Agencies find Helping Hands are priceless in community

Sydney Grenier, 14, loves 2-year-olds. She goes for two hours each day, four days a week, to help out with the toddlers at Immanuel Lutheran Children's Center.

Sydney Grenier, 14, loves 2-year-olds. She goes for two hours each day, four days a week, to help out with the toddlers at Immanuel Lutheran Children's Center.

She doesn't get paid. She likes the idea of being a Helping Hand. She thinks the toddlers are "cute and cuddly."

Alex Stroh, 13, is another of the 171 young teenagers involved in the Grand Forks Schools program this summer. He goes to Valley Eldercare and helps the activities director with whatever is going on. Sometimes, it's games. Sometimes, it's helping to load us for a bus trip. Other days, he takes people for walks.

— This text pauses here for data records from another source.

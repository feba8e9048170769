use std::sync::atomic::{AtomicBool, Ordering};
use std::sync::Arc;
use std::thread::JoinHandle;
use std::time::{Duration, Instant};

use bitsybox_core::{ButtonState, Source};
use crossterm::event::{self, Event, KeyCode, KeyEvent, KeyEventKind, KeyModifiers};

/// How long a key counts as held after its last press or repeat. Most
/// terminals never report releases.
const HOLD: Duration = Duration::from_millis(180);

const POLL: Duration = Duration::from_millis(5);

/// Physical sources a key event stands for.
pub fn key_sources(key: &KeyEvent) -> Vec<Source> {
    let mut sources = Vec::with_capacity(2);
    match key.code {
        KeyCode::Up => sources.push(Source::DpadUp),
        KeyCode::Down => sources.push(Source::DpadDown),
        KeyCode::Left => sources.push(Source::DpadLeft),
        KeyCode::Right => sources.push(Source::DpadRight),
        KeyCode::Enter => sources.push(Source::Return),
        KeyCode::Esc => sources.push(Source::Escape),
        KeyCode::Char(c) => match c.to_ascii_lowercase() {
            'w' => sources.push(Source::KeyW),
            'a' => sources.push(Source::KeyA),
            's' => sources.push(Source::KeyS),
            'd' => sources.push(Source::KeyD),
            'r' => sources.push(Source::KeyR),
            ' ' => sources.push(Source::Space),
            _ => {}
        },
        _ => {}
    }
    if key.modifiers.contains(KeyModifiers::CONTROL) {
        sources.push(Source::LeftCtrl);
    }
    if key.modifiers.contains(KeyModifiers::ALT) {
        sources.push(Source::LeftAlt);
    }
    sources
}

fn is_quit_key(key: &KeyEvent) -> bool {
    match key.code {
        KeyCode::Char('q') => key.modifiers.is_empty(),
        KeyCode::Char('c') => key.modifiers.contains(KeyModifiers::CONTROL),
        _ => false,
    }
}

/// Keys currently held and when they were last seen.
#[derive(Default)]
pub struct Held {
    keys: Vec<(Source, Instant)>,
}

impl Held {
    pub fn press(&mut self, state: &ButtonState, source: Source, at: Instant) {
        state.set(source, true);
        match self.keys.iter_mut().find(|(s, _)| *s == source) {
            Some(entry) => entry.1 = at,
            None => self.keys.push((source, at)),
        }
    }

    pub fn release(&mut self, state: &ButtonState, source: Source) {
        state.set(source, false);
        self.keys.retain(|(s, _)| *s != source);
    }

    /// Release every key not refreshed within the hold window.
    pub fn expire(&mut self, state: &ButtonState, now: Instant) {
        self.keys.retain(|&(source, at)| {
            let live = now.duration_since(at) < HOLD;
            if !live {
                state.set(source, false);
            }
            live
        });
    }
}

/// Feed terminal key events into `state` until `stop` is set.
pub fn spawn(state: Arc<ButtonState>, stop: Arc<AtomicBool>) -> JoinHandle<()> {
    std::thread::spawn(move || {
        let mut held = Held::default();
        while !stop.load(Ordering::Relaxed) {
            match event::poll(POLL) {
                Ok(true) => match event::read() {
                    Ok(Event::Key(key)) => handle_key(&state, &mut held, &key),
                    Ok(_) => {}
                    Err(e) => {
                        log::error!("reading terminal input failed: {e}");
                        state.request_quit();
                        break;
                    }
                },
                Ok(false) => {}
                Err(e) => {
                    log::error!("polling terminal input failed: {e}");
                    state.request_quit();
                    break;
                }
            }
            held.expire(&state, Instant::now());
        }
        state.release_all();
    })
}

fn handle_key(state: &ButtonState, held: &mut Held, key: &KeyEvent) {
    if key.kind != KeyEventKind::Release && is_quit_key(key) {
        log::info!("quit key pressed");
        state.request_quit();
        return;
    }
    let now = Instant::now();
    for source in key_sources(key) {
        match key.kind {
            KeyEventKind::Release => held.release(state, source),
            KeyEventKind::Press | KeyEventKind::Repeat => held.press(state, source, now),
        }
    }
}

He said, "They like to go out and look at the ducks in the courtyard."

Alex goes Tuesday and Friday afternoons to Valley Eldercare. He's also in SPA Summer Performing Arts in mornings this June. Besides that, he helps around his own home -- whatever his mother wants him to do. He does his own laundry and does dishes.


It's hard to shake your head and join in that chorus of, "Kids these days. All they do is text and stare into computers. "

These kids are enjoying summer by helping other people instead of idly watching TV. Although Alex is quick to say, "Oh, I like to watch TV, too."

Cindy Jensen, a South Middle School teacher, is one of three guiding the Helping Hands this summer along with Kelly Adams of South and Diane Ness, a teacher at Schroeder Middle School. It was started in 2002 with a grant administered by Mary Lien. The program begins each year with a camp focusing on ways for young people to explore career opportunities and learn desirable skills for future jobs. The youth have a chance to choose places where they might volunteer. They are too old to need baby sitters and too young for regular employment. Still, they like to be productive.

They made field trips to centers such as St. Vincent de Paul and Dakota Boys and Girls Ranch thrift stores. They saw places where they could work with children in nonprofit day care situations. And they were introduced to senior living facilities such as Valley Eldercare, Parkwood, Tufte Manor and St. Anne's Guest Home.

That's why you sometimes see young people polishing fingernails for elderly residents at Parkwood or helping with bingo at Valley 4000. They have visited and helped out at Northlands Rescue Mission. Sixteen of them had a work day Tuesday at Turtle River State Park, where they painted picnic tables and then helped pick up debris that had fallen in the recent storms. A day at Turtle River always ends with a swim in the river.

Dylan Jenkins, 13, who has some limitation because of cerebral palsy, is finding he enjoys very much working and playing with preschoolers who have disabilities at Little Miracles Day Care. He goes there three times a week and helps with a lot of understanding for about three hours each time.

Helping Hands, unique to Grand Forks Public Schools, has racked up 30,000 volunteer hours over the years at thrift stores, nonprofit daycares, senior living facilities. The youth involved are from all middle and high schools of Grand Forks. They started their training in June with Cindy Jensen. Some of the young volunteers put in a couple of hours a week, and others work many more hours. They keep track of their hours, knowing their volunteer work will be a recommendation as they move along through high school and approach college.

When the work's all done this fall -- in September, they will hold a celebration and get certificates for hours worked.


There is no way you could shake your head and fret about "kids these days. Not when you hear of the work they do. They're priceless," said Tawnia Hoidahl-Larson, who is assistant director and a social worker for St. Paul's de Vincent. "They do a little of everything," she said. "They sort clothes; they help with placing merchandise in the thrift store. They just help."

"We have quite a few this year -- 15 or more who come here at all different hours for two or three hours at a time. Their help is scattered throughout the day. Just whenever they are available."

Hoidahl-Larsen sees firsthand the value of the young people in the store. "They are a great deal of help here since we are an agency with not a lot of dollars for salaries."